Dealing With Threats:

Of Many Deemed a Danger, Fewer Under Surveillance

New York Times, July 26, 1998

WASHINGTON -- On Friday morning, a man matching the description of Russell Eugene Weston Jr., the suspect in the killings at the Capitol, approached a stranger in Lafayette Park, across the street from the White House.

"Millions of people are going to die because of the people in that house," he said, pointing at the president's mansion, according to testimony from an eyewitness that was given Saturday to the Secret Service.

"It's like Nazi Germany," he said. "Millions of people are going to die because of their beliefs."

Less than six hours later, Weston shot up the Capitol, killing two police officers and wounding a visitor, law-enforcement officials said.

If the man in Lafayette Park proves to have been Weston, the brief and odd statements were those of a man who had been formally judged to be mentally ill and a danger to himself and others in 1996, the year he first came to the attention of the Secret Service.

Weston's Secret Service file was only one among thousands kept on people who have threatened the president and other government officials. Though Weston believed that the government was spying on him through a neighbor's television satellite dish, his threats did not result in his being placed under any kind of surveillance by law-enforcement agencies.

The Secret Service knows many such people. "We conduct 200 threat investigations a month," a senior Secret Service agent said, "and they don't all have tinfoil on their heads."

But many are, in fact, mentally ill.
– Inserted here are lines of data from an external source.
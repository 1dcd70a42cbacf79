//! In-process determinism: repeated runs and repeated generation produce
//! identical expansion orders, paths and transcript digests.

use lock_tests::scenarios::{fixture_graph_config, fixture_grid_config};
use wayfinder_harness::{
    compare_on_graph, compare_on_grid, generate_graph, generate_grid, run_strategy, traversal_order,
    GridConfig, ManhattanHeuristic, RecordingSink, RunReport,
};
use wayfinder_search::{search_with_sink, SearchDomain, SearchPolicy, Strategy};

fn fingerprint<N: Clone>(reports: &[RunReport<N>]) -> Vec<(Strategy, Vec<N>, String)> {
    reports
        .iter()
        .map(|r| (r.strategy, r.visit_order.clone(), r.transcript_digest.clone()))
        .collect()
}

// ---------------------------------------------------------------------------
// ACCEPTANCE: same inputs, same run (n = 10)
// ---------------------------------------------------------------------------

#[test]
fn grid_runs_repeat_exactly_n10() {
    let policy = SearchPolicy::default();
    let first = fingerprint(&compare_on_grid(&fixture_grid_config(), &policy).unwrap());
    for _ in 1..10 {
        let again = fingerprint(&compare_on_grid(&fixture_grid_config(), &policy).unwrap());
        assert_eq!(first, again);
    }
}

#[test]
fn graph_runs_repeat_exactly_n10() {
    let policy = SearchPolicy::default();
    let first = fingerprint(&compare_on_graph(&fixture_graph_config(), &policy).unwrap());
    for _ in 1..10 {
        let again = fingerprint(&compare_on_graph(&fixture_graph_config(), &policy).unwrap());
        assert_eq!(first, again);
    }
}

#[test]
fn recorded_event_streams_are_identical() {
    let grid = generate_grid(&GridConfig {
        wall_probability: 0.1,
        ..fixture_grid_config()
    })
    .unwrap();
    for strategy in Strategy::ALL {
        let record = || {
            let mut sink = RecordingSink::new();
            search_with_sink(
                &grid,
                grid.start(),
                grid.goal(),
                strategy,
                ManhattanHeuristic,
                &SearchPolicy::default(),
                &mut sink,
            )
            .unwrap();
            sink.into_transcript(grid.domain_id(), strategy)
        };
        let (a, b) = (record(), record());
        assert_eq!(a, b, "{strategy} transcript differs between runs");
        assert_eq!(a.canonical_bytes(), b.canonical_bytes());
    }
}

#[test]
fn goal_less_traversal_repeats() {
    let graph = generate_graph(&fixture_graph_config()).unwrap();
    for strategy in Strategy::ALL {
        let first = traversal_order(&graph, 0, strategy).unwrap();
        assert_eq!(first.len(), graph.node_count(), "{strategy}");
        assert_eq!(first, traversal_order(&graph, 0, strategy).unwrap());
    }
}

// ---------------------------------------------------------------------------
// Generators
// ---------------------------------------------------------------------------

#[test]
fn generators_are_seed_stable() {
    assert_eq!(
        generate_grid(&fixture_grid_config()).unwrap(),
        generate_grid(&fixture_grid_config()).unwrap()
    );
    assert_eq!(
        generate_graph(&fixture_graph_config()).unwrap(),
        generate_graph(&fixture_graph_config()).unwrap()
    );
}

#[test]
fn different_seeds_give_different_grids() {
    let grids: Vec<String> = (0..8)
        .map(|seed| {
            generate_grid(&GridConfig {
                seed,
                ..GridConfig::default()
            })
            .unwrap()
            .to_string()
        })
        .collect();
    let distinct: std::collections::BTreeSet<&String> = grids.iter().collect();
    assert!(distinct.len() > 1, "seed has no effect on generation");
}

#[test]
fn digest_distinguishes_strategies_on_same_world() {
    let graph = generate_graph(&fixture_graph_config()).unwrap();
    let digests: Vec<String> = [Strategy::Bfs, Strategy::Dfs, Strategy::Ucs]
        .into_iter()
        .map(|strategy| {
            run_strategy(
                &graph,
                0,
                49,
                strategy,
                wayfinder_search::ZeroHeuristic,
                &SearchPolicy::default(),
            )
            .unwrap()
            .transcript_digest
        })
        .collect();
    assert_ne!(digests[0], digests[1]);
    assert_ne!(digests[0], digests[2]);
}
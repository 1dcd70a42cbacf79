//! Search domains the harness can generate and run.

pub mod grid;
pub mod weighted_graph;
//! Typed search errors.
//!
//! `SearchError` represents pre-flight failures and internal invariant
//! violations only. Normal terminations (goal found, frontier exhausted,
//! expansion budget hit) are expressed via [`crate::event::Outcome`].

use crate::domain::Cost;

/// Typed failure for search configuration and engine bookkeeping.
///
/// Configuration variants are returned before the first
/// [`StepEvent`](crate::event::StepEvent) is emitted. Node identifiers are
/// rendered with `Debug` so the error type stays independent of the domain.
#[derive(Debug, Clone, PartialEq, Eq, thiserror::Error)]
pub enum SearchError {
    /// The start node is not part of the domain.
    #[error("start node {node} is outside the domain")]
    StartOutOfBounds { node: String },

    /// The goal node is not part of the domain.
    #[error("goal node {node} is outside the domain")]
    GoalOutOfBounds { node: String },

    /// The domain exposes an edge with a negative cost.
    #[error("edge {from} -> {to} has negative cost {cost}")]
    NegativeEdgeCost { from: String, to: String, cost: Cost },

    /// The heuristic returned a negative estimate.
    #[error("heuristic is negative at {node}: {estimate}")]
    NegativeHeuristic { node: String, estimate: Cost },

    /// The heuristic does not evaluate to zero at the goal.
    #[error("heuristic must be zero at the goal, got {estimate}")]
    NonZeroHeuristicAtGoal { estimate: Cost },

    /// `h(from) > cost(from, to) + h(to)` for some edge.
    #[error("heuristic is inconsistent across edge {from} -> {to}")]
    InconsistentHeuristic { from: String, to: String },

    /// A path cost or priority key left the `Cost` range mid-run.
    #[error("cost of reaching {node} overflows")]
    CostOverflow { node: String },

    /// A sink-driven run ended without a terminal event.
    #[error("search run ended without a terminal event")]
    MissingTerminalEvent,

    /// Engine bookkeeping is corrupt (e.g. a broken parent chain).
    #[error("search invariant violated: {detail}")]
    InvariantViolation { detail: String },
}

impl SearchError {
    /// Whether this error was detected before the first event.
    ///
    /// `CostOverflow` is caused by the caller's costs but only surfaces once
    /// the run reaches the overflowing edge.
    #[must_use]
    pub fn is_configuration_error(&self) -> bool {
        !matches!(
            self,
            Self::CostOverflow { .. } | Self::InvariantViolation { .. } | Self::MissingTerminalEvent
        )
    }
}
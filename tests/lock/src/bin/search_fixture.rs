//! Binary that runs every strategy on the fixture grid and graph and
//! prints deterministic output lines for cross-process verification.
//!
//! Usage: `search_fixture`
//!
//! Output: `<world>.<strategy>.<field>=<value>` lines on stdout. Timing is
//! deliberately not printed. Logs go to stderr, filtered by `RUST_LOG`
//! (default `warn`).

use lock_tests::scenarios::{fixture_graph_config, fixture_grid_config};
use tracing_subscriber::EnvFilter;
use wayfinder_harness::{compare_on_graph, compare_on_grid, RunError, RunReport};
use wayfinder_search::SearchPolicy;

fn print_reports<N>(world: &str, reports: &[RunReport<N>]) {
    for report in reports {
        let prefix = format!("{world}.{}", report.strategy);
        println!("{prefix}.outcome={}", report.outcome.kind());
        if let Some(cost) = report.outcome.cost() {
            println!("{prefix}.cost={cost}");
        }
        println!("{prefix}.path_len={}", report.path_len());
        println!("{prefix}.visited={}", report.visit_order.len());
        println!("{prefix}.expansions={}", report.stats.expansions);
        println!("{prefix}.stale_pops={}", report.stats.stale_pops);
        println!("{prefix}.transcript_digest={}", report.transcript_digest);
    }
}

fn main() -> Result<(), RunError> {
    tracing_subscriber::fmt()
        .with_env_filter(
            EnvFilter::try_from_default_env().unwrap_or_else(|_| EnvFilter::new("warn")),
        )
        .with_writer(std::io::stderr)
        .init();

    let policy = SearchPolicy::default();

    let grid_reports = compare_on_grid(&fixture_grid_config(), &policy)?;
    print_reports("grid", &grid_reports);

    let graph_reports = compare_on_graph(&fixture_graph_config(), &policy)?;
    print_reports("graph", &graph_reports);

    Ok(())
}
//! Immutable start-to-goal paths and parent-link reconstruction.

use std::fmt::Debug;
use std::hash::Hash;

use crate::error::SearchError;
use crate::record::RecordArena;

/// Ordered node sequence from start to goal, inclusive. Never empty.
#[derive(Debug, Clone, PartialEq, Eq)]
pub struct Path<N> {
    nodes: Vec<N>,
}

impl<N> Path<N> {
    /// Nodes from start to goal.
    #[must_use]
    pub fn nodes(&self) -> &[N] {
        &self.nodes
    }

    /// Number of nodes, start and goal included.
    #[must_use]
    pub fn len(&self) -> usize {
        self.nodes.len()
    }

    /// Always `false`; present for API symmetry with `len`.
    #[must_use]
    pub fn is_empty(&self) -> bool {
        self.nodes.is_empty()
    }

    /// Number of edges traversed.
    #[must_use]
    pub fn edge_count(&self) -> usize {
        self.nodes.len().saturating_sub(1)
    }

    /// First node.
    #[must_use]
    pub fn start(&self) -> &N {
        &self.nodes[0]
    }

    /// Last node.
    #[must_use]
    pub fn goal(&self) -> &N {
        &self.nodes[self.nodes.len() - 1]
    }

    pub fn iter(&self) -> std::slice::Iter<'_, N> {
        self.nodes.iter()
    }
}

impl<'a, N> IntoIterator for &'a Path<N> {
    type Item = &'a N;
    type IntoIter = std::slice::Iter<'a, N>;

    fn into_iter(self) -> Self::IntoIter {
        self.nodes.iter()
    }
}

/// Reconstruct the path from the start record to `goal`.
///
/// Walks parent links back to the record with no parent and reverses.
///
/// # Errors
///
/// Returns [`SearchError::InvariantViolation`] if `goal` has no record, a
/// link points outside the arena, or the chain revisits a record (cycle).
/// None of these can be caused by caller input.
pub fn reconstruct_path<N>(arena: &RecordArena<N>, goal: &N) -> Result<Path<N>, SearchError>
where
    N: Clone + Eq + Hash + Debug,
{
    let mut current = arena
        .id_of(goal)
        .ok_or_else(|| SearchError::InvariantViolation {
            detail: format!("goal {goal:?} has no search record"),
        })?;

    let mut nodes = Vec::new();
    loop {
        let record = arena
            .get(current)
            .ok_or_else(|| SearchError::InvariantViolation {
                detail: format!("parent link {} is outside the arena", current.index()),
            })?;
        nodes.push(record.node.clone());
        if nodes.len() > arena.len() {
            return Err(SearchError::InvariantViolation {
                detail: format!("parent chain from {goal:?} does not terminate"),
            });
        }
        match record.parent {
            Some(parent) => current = parent,
            None => break,
        }
    }

    nodes.reverse();
    Ok(Path { nodes })
}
A recent study found that 328 people had tried to enter the White House grounds over a three-year period, and that 91 percent were later judged to be schizophrenic, and 66 percent were paranoid schizophrenics, said Dr. Irving Gottesman, a clinic psychologist who has written extensively on the disease.

The delusions voiced by such people are familiar to anyone who has worked at a courthouse, a newspaper or a police precinct. A surprising number of people think the CIA has placed transmitters in their molars, or that the Pentagon is beaming death rays through their televisions, or that the White House is secretly controlling their brains.

"We don't know the root cause of delusions," Gottesman said. "But their content is culturally determined."

Weldon Kennedy, a former deputy director of the FBI, was quick to recall that Timothy McVeigh, who blew up the federal building in Oklahoma City in April 1995, killing 168 people, believed that the Army had implanted a computer chip in his buttocks.

There has never been a finding that McVeigh was insane; in fact, as Kennedy said, the Oklahoma City bombing revealed that of "salt-of-the-earth people, a good portion believe that government itself is evil, and there's much more of that than anyone ever realized." The government's policing such people is a practical impossibility as well as a common paranoid fantasy.

The Secret Service created a new security perimeter around the White House in 1994 after one man sprayed the mansion with gunfire, and another crashed a light plane onto the White House lawn.

It closed off Pennsylvania Avenue in front of the White House, creating a pleasant and patrollable walkway between the mansion and Lafayette Park, where the man who closely resembled Weston on Friday confronted the eyewitness, John Broder, a White House correspondent for The New York Times.

The man was carrying something that resembled an Army ammunition bag, and began the encounter by asking: "Do you know what the storm clouds of war are?"

The Secret Service cannot lock up or look in on the countless numbers of people who could potentially threaten the public representatives of a government they find threatening. But the attack at the Capitol was the latest in a long string of assaults on public figures -- like John Hinckley's shooting of President Reagan in 1981 -- by people who have both a mental illness and a handgun.

Gottesman stressed that he was not attempting to evaluate a man he had never met. But he said he found the accounts of Weston's recent history -- the delusional rage at the government for planting land mines on his half-acre grubstake in Montana and beaming mind-control rays through his neighbor's satellite dish -- "frighteningly familiar."

"It sounds prototypical of the kinds of people who approach the White House," he said. "Those are textbook cases of paranoid schizophrenia -- a preoccupation with systematized delusions, often a theme of a persecution. You are an individual important enough so as to warrant the intervention of these powerful forces. This is the misguided logic of a person suffering from severe mental illness."

The problem for law enforcement, said Kennedy, now the vice president of Guardsmark, a private security firm, is that a tiny but growing fragment of the larger population increasingly holds beliefs that resemble the ravings of a madman.

"This has been out there all along, but it is a growing phenomenon," he said. "The investigation of the Oklahoma City bombing really focused the FBI on the fact that there was a much larger problem here than the FBI had at that point estimated. It existed in more than just isolated pockets. After Oklahoma City we realized that there's a lot more people out there than a few isolated groups that think this way.

"It's a larger part of the society itself" that believes that the government is out to get them, he said, and some of these people have reached "the point where they feel it's necessary to take action."